In this exploratory study we investigate the impact of an organization-wide intranet on the power relationships between franchisee and franchisor. This article reports on a study of an intranet implementation at PJ's, a franchise organization consisting of 25 coffee and tea cafes. Through use of interviews as well as a detailed case study of one franchisee, we examine how the relationship between franchisor and franchisee changes with the implementation of an intranet. Among the findings was that the intranet appeared to increase power of both franchisee and franchisor, though the franchisor continued to have relatively more power than the franchisee. The franchisor did not include franchisee to franchisee communications as an intranet feature and, interestingly, the franchisees did not seek to develop such a virtual community outside of the system. We speculate that the current satisfaction with the franchisor among franchisees might explain disinterest in such a community. We also found evidence that some franchisees who entered the franchise organization early in its evolution might react much differently to the implementation of the intranet than those who invested in the more established organization several years later.
8. Sulin Ba, Andrew B Whinston, and Han Zhang, "The Dynamics of the Electronic Market: An Evolutionary Game Approach."
The capabilities afforded by network technologies have facilitated the growth of electronic commerce. However, online frauds pose serious challenges to the further adoption of the electronic market. In order to promote trust and reduce transaction risks, various trusted third parties have emerged and new models have been proposed. Will people use the trusted third parties while conducting online transactions? How will the electronic market evolve? This research attempts to identify the different equilibria of the electronic market using an evolutionary game theoretic approach and to explore the best strategy to do transactions in the electronic market. Also, the work provides a theoretical justification to the emergence and necessity of trusted third parties for electronic transactions.
9. Ravi Kalakota and Benn Konsynski, "The Rise of Neo-Intermediation: The Transformation of the Brokerage Industry."
Developments in information technology and increased competition both within and outside the industry have led to the unbundling and desegregation of brokerage functions. Nimble on-line institutions like E*Trade and Microsoft Investor are usurping the roles traditionally played by full-service and discount brokerages, forcing some powerful firms to narrow their focus and others to broaden their product offerings.
These changes raise the question: will full-service and discount brokerages continue to exist as we know them in the twenty-first century? To answer this question, the authors provide a new market transformation framework called Neo-Intermediation that helps explain how leading on-line firms are desegregating and reagregating functionality in order to create value in innovative ways.

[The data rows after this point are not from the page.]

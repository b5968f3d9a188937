//! Slack rendering of command results.
//!
//! Everything in here is deterministic: the same `CommandResult` always renders to the same messages.

use serde::Serialize;

use crate::{
    dispatcher::{CommandResult, Payload},
    snapshot::{ContextInfo, DeploymentSnapshot, Phase, PodSnapshot},
};

/// Longest log text posted as a single message, in characters
pub const LOG_CHUNK_CHARS: usize = 3000;

#[derive(Debug, Clone, PartialEq, Serialize)]
#[serde(tag = "type", rename_all = "snake_case")]
pub enum TextObject {
    PlainText { text: String },
    Mrkdwn { text: String },
}

#[derive(Debug, Clone, PartialEq, Serialize)]
#[serde(tag = "type", rename_all = "snake_case")]
pub enum Block {
    Header { text: TextObject },
    Section { text: TextObject },
}

impl Block {
    pub fn header(text: impl Into<String>) -> Block {
        Block::Header {
            text: TextObject::PlainText { text: text.into() },
        }
    }

    pub fn section(text: impl Into<String>) -> Block {
        Block::Section {
            text: TextObject::Mrkdwn { text: text.into() },
        }
    }

    pub fn text(&self) -> &str {
        let object = match self {
            Block::Header { text } | Block::Section { text } => text,
        };
        match object {
            TextObject::PlainText { text } | TextObject::Mrkdwn { text } => text,
        }
    }
}

/// One message posted back to Slack. `text` doubles as the notification fallback when blocks are set.
#[derive(Debug, Clone, PartialEq, Serialize)]
pub struct SlackMessage {
    pub text: String,
    #[serde(skip_serializing_if = "Vec::is_empty")]
    pub blocks: Vec<Block>,
}

impl SlackMessage {
    pub fn plain(text: impl Into<String>) -> SlackMessage {
        SlackMessage {
            text: text.into(),
            blocks: Vec::new(),
        }
    }

    fn blocks(header: &str, sections: impl IntoIterator<Item = String>) -> SlackMessage {
        let mut blocks = vec![Block::header(header)];
        blocks.extend(sections.into_iter().map(Block::section));
        SlackMessage {
            text: header.to_string(),
            blocks,
        }
    }
}

#[derive(Debug, Clone, Copy, PartialEq, Eq)]
pub enum Glyph {
    Green,
    Yellow,
    Red,
}

impl Glyph {
    pub fn emoji(&self) -> &'static str {
        match self {
            Glyph::Green => "🟢",
            Glyph::Yellow => "🟡",
            Glyph::Red => "🔴",
        }
    }
}

pub fn pod_glyph(phase: Phase) -> Glyph {
    match phase {
        Phase::Running => Glyph::Green,
        Phase::Failed => Glyph::Red,
        _ => Glyph::Yellow,
    }
}

/// Green only when a reported available count matches the desired count
pub fn deployment_glyph(deployment: &DeploymentSnapshot) -> Glyph {
    if deployment.fully_available() {
        Glyph::Green
    } else {
        Glyph::Yellow
    }
}

pub fn render(result: &CommandResult) -> Vec<SlackMessage> {
    let payload = match result {
        Ok(payload) => payload,
        Err(err) => return vec![SlackMessage::plain(format!("Error: {err}"))],
    };
    match payload {
        Payload::Pods { namespace, pods } => vec![render_pods(namespace, pods)],
        Payload::Deployments { namespace, deployments } => vec![render_deployments(namespace, deployments)],
        Payload::Logs {
            pod_name,
            namespace,
            text,
        } => render_logs(pod_name, namespace, text),
        Payload::Context(context) => vec![render_context(context)],
        Payload::Contexts(contexts) => vec![render_contexts(contexts)],
        Payload::Notified { channel } => vec![SlackMessage::plain(format!("Message sent to {channel}"))],
    }
}

fn render_pods(namespace: &str, pods: &[PodSnapshot]) -> SlackMessage {
    if pods.is_empty() {
        return SlackMessage::plain(format!("No pods found in namespace '{namespace}'"));
    }
    let header = format!("📦 Pods in namespace: {namespace}");
    SlackMessage::blocks(&header, pods.iter().map(pod_section))
}

fn pod_section(pod: &PodSnapshot) -> String {
    let mut text = format!(
        "{} *{}*\n• Status: {}\n• Containers: {}",
        pod_glyph(pod.phase).emoji(),
        pod.name,
        pod.phase,
        pod.containers.join(", ")
    );

    if !pod.is_running() && !pod.conditions.is_empty() {
        text.push_str("\n• Conditions:");
        for condition in &pod.conditions {
            if let Some(message) = condition.message.as_deref().filter(|m| !m.is_empty()) {
                text.push_str(&format!("\n  - {}: {message}", condition.type_));
            }
        }
    }
    text
}

fn render_deployments(namespace: &str, deployments: &[DeploymentSnapshot]) -> SlackMessage {
    if deployments.is_empty() {
        return SlackMessage::plain(format!("No deployments found in namespace '{namespace}'"));
    }
    let header = format!("🚀 Deployments in namespace: {namespace}");
    SlackMessage::blocks(
        &header,
        deployments.iter().map(|d| {
            format!(
                "{} *{}*\n• Replicas: {}\n• Available: {}/{}",
                deployment_glyph(d).emoji(),
                d.name,
                d.desired_replicas,
                d.available_or_zero(),
                d.desired_replicas
            )
        }),
    )
}

fn render_logs(pod_name: &str, namespace: &str, text: &str) -> Vec<SlackMessage> {
    if text.is_empty() {
        return vec![SlackMessage::plain(format!(
            "No information available for pod '{pod_name}' in namespace '{namespace}'"
        ))];
    }

    let chunks = chunk_text(text, LOG_CHUNK_CHARS);
    if chunks.len() == 1 {
        return vec![SlackMessage::plain(format!("```\n{text}\n```"))];
    }
    let total = chunks.len();
    chunks
        .iter()
        .enumerate()
        .map(|(i, chunk)| SlackMessage::plain(format!("```\n{chunk}\n``` (Part {}/{total})", i + 1)))
        .collect()
}

fn render_context(context: &ContextInfo) -> SlackMessage {
    SlackMessage::blocks(
        "☸️ Current Kubernetes Context",
        [format!(
            "*Context:* {}\n*Cluster:* {}\n*Default Namespace:* {}",
            context.name, context.cluster, context.namespace
        )],
    )
}

fn render_contexts(contexts: &[ContextInfo]) -> SlackMessage {
    SlackMessage::blocks(
        "☸️ Available Kubernetes Contexts",
        contexts.iter().map(|c| {
            format!(
                "*Context:* {}\n• Cluster: {}\n• Default Namespace: {}",
                c.name, c.cluster, c.namespace
            )
        }),
    )
}

/// Split text into consecutive slices of at most `size` characters
///
/// Splits on char boundaries, so concatenating the slices gives back the input.
pub fn chunk_text(text: &str, size: usize) -> Vec<&str> {
    let size = size.max(1);
    let mut chunks = Vec::new();
    let mut start = 0;
    let mut count = 0;
    for (idx, _) in text.char_indices() {
        if count == size {
            chunks.push(&text[start..idx]);
            start = idx;
            count = 0;
        }
        count += 1;
    }
    if start < text.len() {
        chunks.push(&text[start..]);
    }
    chunks
}
use std::{fmt, sync::Arc};

use anyhow::{Context, Result};
use futures::Future;
use tokio::sync::Notify;
use tracing::{error, info};

use crate::{dispatcher::Dispatcher, mcp::tool_server, prometheus::prometheus_server, slack::ChatFrontend};

#[derive(Debug, Clone, Copy, PartialEq, Eq)]
pub enum SupervisorState {
    Starting,
    Running,
    Stopped,
}

impl fmt::Display for SupervisorState {
    fn fmt(&self, f: &mut fmt::Formatter<'_>) -> fmt::Result {
        let s = match self {
            SupervisorState::Starting => "starting",
            SupervisorState::Running => "running",
            SupervisorState::Stopped => "stopped",
        };
        f.write_str(s)
    }
}

/// Starting -> Running -> Stopped, where Stopped is terminal
#[derive(Debug)]
struct Lifecycle {
    state: SupervisorState,
}

impl Lifecycle {
    fn new() -> Lifecycle {
        Lifecycle {
            state: SupervisorState::Starting,
        }
    }

    fn transition(&mut self, next: SupervisorState) {
        if self.state == SupervisorState::Stopped || self.state == next {
            return;
        }
        info!("supervisor: {} -> {next}", self.state);
        self.state = next;
    }
}

/// Owns both front-ends and the metrics endpoint for the lifetime of the process
pub struct Supervisor {
    lifecycle: Lifecycle,
    dispatcher: Dispatcher,
    chat: ChatFrontend,
    mcp_port: u16,
    metrics_port: u16,
}

impl Supervisor {
    pub fn new(dispatcher: Dispatcher, chat: ChatFrontend, mcp_port: u16, metrics_port: u16) -> Supervisor {
        Supervisor {
            lifecycle: Lifecycle::new(),
            dispatcher,
            chat,
            mcp_port,
            metrics_port,
        }
    }

    #[cfg(test)]
    pub fn state(&self) -> SupervisorState {
        self.lifecycle.state
    }

    /// Serve until the tool listener returns or `shutdown` resolves, then stop the chat loop and metrics
    ///
    /// Returns the final state, which is always `Stopped` when the listener shut down cleanly.
    pub async fn run<F>(self, shutdown: F) -> Result<SupervisorState>
    where
        F: Future<Output = ()>,
    {
        let Supervisor {
            mut lifecycle,
            dispatcher,
            chat,
            mcp_port,
            metrics_port,
        } = self;

        let chat_shutdown = Arc::new(Notify::new());
        let chat_signal = chat_shutdown.clone();
        let chat_task = tokio::spawn(async move { chat.run(chat_signal).await });

        let metrics_shutdown = Arc::new(Notify::new());
        let metrics_signal = metrics_shutdown.clone();
        let metrics_task =
            tokio::spawn(async move { prometheus_server(metrics_port, metrics_signal.notified()).await });

        lifecycle.transition(SupervisorState::Running);
        let served = tool_server(dispatcher, mcp_port, shutdown).await;
        lifecycle.transition(SupervisorState::Stopped);

        // the chat loop closes its websocket before returning
        chat_shutdown.notify_one();
        if let Err(e) = chat_task.await {
            error!("Chat front-end task failed: {e}");
        }
        metrics_shutdown.notify_one();
        match metrics_task.await {
            Ok(Ok(())) => {}
            Ok(Err(e)) => error!("Metrics endpoint failed: {e}"),
            Err(e) => error!("Metrics endpoint task failed: {e}"),
        }

        served.context("tool endpoint failed")?;
        Ok(lifecycle.state)
    }
}

/// Resolves on Ctrl-C or SIGTERM
pub async fn shutdown_signal() {
    let ctrl_c = async {
        if let Err(e) = tokio::signal::ctrl_c().await {
            error!("Could not listen for Ctrl-C: {e}");
            futures::future::pending::<()>().await;
        }
    };

    #[cfg(unix)]
    let terminate = async {
        use tokio::signal::unix::{signal, SignalKind};
        match signal(SignalKind::terminate()) {
            Ok(mut sigterm) => {
                sigterm.recv().await;
            }
            Err(e) => {
                error!("Could not listen for SIGTERM: {e}");
                futures::future::pending::<()>().await;
            }
        }
    };
    #[cfg(not(unix))]
    let terminate = futures::future::pending::<()>();

    tokio::select! {
        _ = ctrl_c => info!("Received Ctrl-C, shutting down"),
        _ = terminate => info!("Received SIGTERM, shutting down"),
    }
}
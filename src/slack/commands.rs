use serde::Deserialize;

use super::blocks::{self, SlackMessage};
use crate::dispatcher::{Arguments, Dispatcher, Frontend, Operation};

pub const PODLOGS_USAGE: &str = "Please provide a pod name: `/podlogs <pod-name> [namespace]`";

/// The parts of a Socket Mode `slash_commands` payload we use
#[derive(Debug, Clone, Deserialize)]
pub struct SlashCommand {
    pub command: String,
    #[serde(default)]
    pub text: String,
    #[serde(default)]
    pub channel_id: String,
    pub response_url: String,
}

/// What a slash command turns into before anything is dispatched
#[derive(Debug, Clone, PartialEq)]
pub enum ParsedCommand {
    Dispatch(Operation, Arguments),
    /// Answered right away without touching the dispatcher
    Reply(String),
}

pub fn parse(command: &str, text: &str) -> ParsedCommand {
    let mut words = text.split_whitespace();
    match command {
        "/pods" => ParsedCommand::Dispatch(Operation::ListPods, namespace_argument(words.next())),
        "/deployments" => ParsedCommand::Dispatch(Operation::ListDeployments, namespace_argument(words.next())),
        "/podlogs" => match words.next() {
            Some(pod_name) => ParsedCommand::Dispatch(
                Operation::GetPodLogs,
                namespace_argument(words.next()).with("pod_name", pod_name),
            ),
            None => ParsedCommand::Reply(PODLOGS_USAGE.into()),
        },
        "/cluster" => ParsedCommand::Dispatch(Operation::GetClusterContext, Arguments::new()),
        "/contexts" => ParsedCommand::Dispatch(Operation::ListContexts, Arguments::new()),
        other => ParsedCommand::Reply(format!("Unknown command: {other}")),
    }
}

fn namespace_argument(namespace: Option<&str>) -> Arguments {
    match namespace {
        Some(namespace) => Arguments::new().with("namespace", namespace),
        None => Arguments::new(),
    }
}

/// Run a slash command to completion and render the messages to post back
pub async fn handle(dispatcher: &Dispatcher, command: &SlashCommand) -> Vec<SlackMessage> {
    match parse(&command.command, &command.text) {
        ParsedCommand::Dispatch(operation, arguments) => {
            let result = dispatcher.dispatch(operation, &arguments, Frontend::Chat).await;
            blocks::render(&result)
        }
        ParsedCommand::Reply(text) => vec![SlackMessage::plain(text)],
    }
}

The pattern of change for brokerages is:
? Unbundling of traditional services - market
players examine the elements of the buyer and seller relationship;
? Reallocation of authorities as the “customer” determines what they will do and what they will pay for in the market;
? Creation of strategic alliances with complementors - sites/products whose products complement yours. This means that if a customer has their product, they would also want yours; and
? Repackaging and emergence of both commodity and differentiated service providers that serve the needs of the “new” customer.
The authors believe that these patterns are evident in all forms of financial services and form the basis of market interventions in most service industries. This paper addresses the transformation of the brokerage services marketplace. With new patterns of intermediation emerging, the winners of the future will be those who most successfully create new context bundles that meet customers' needs.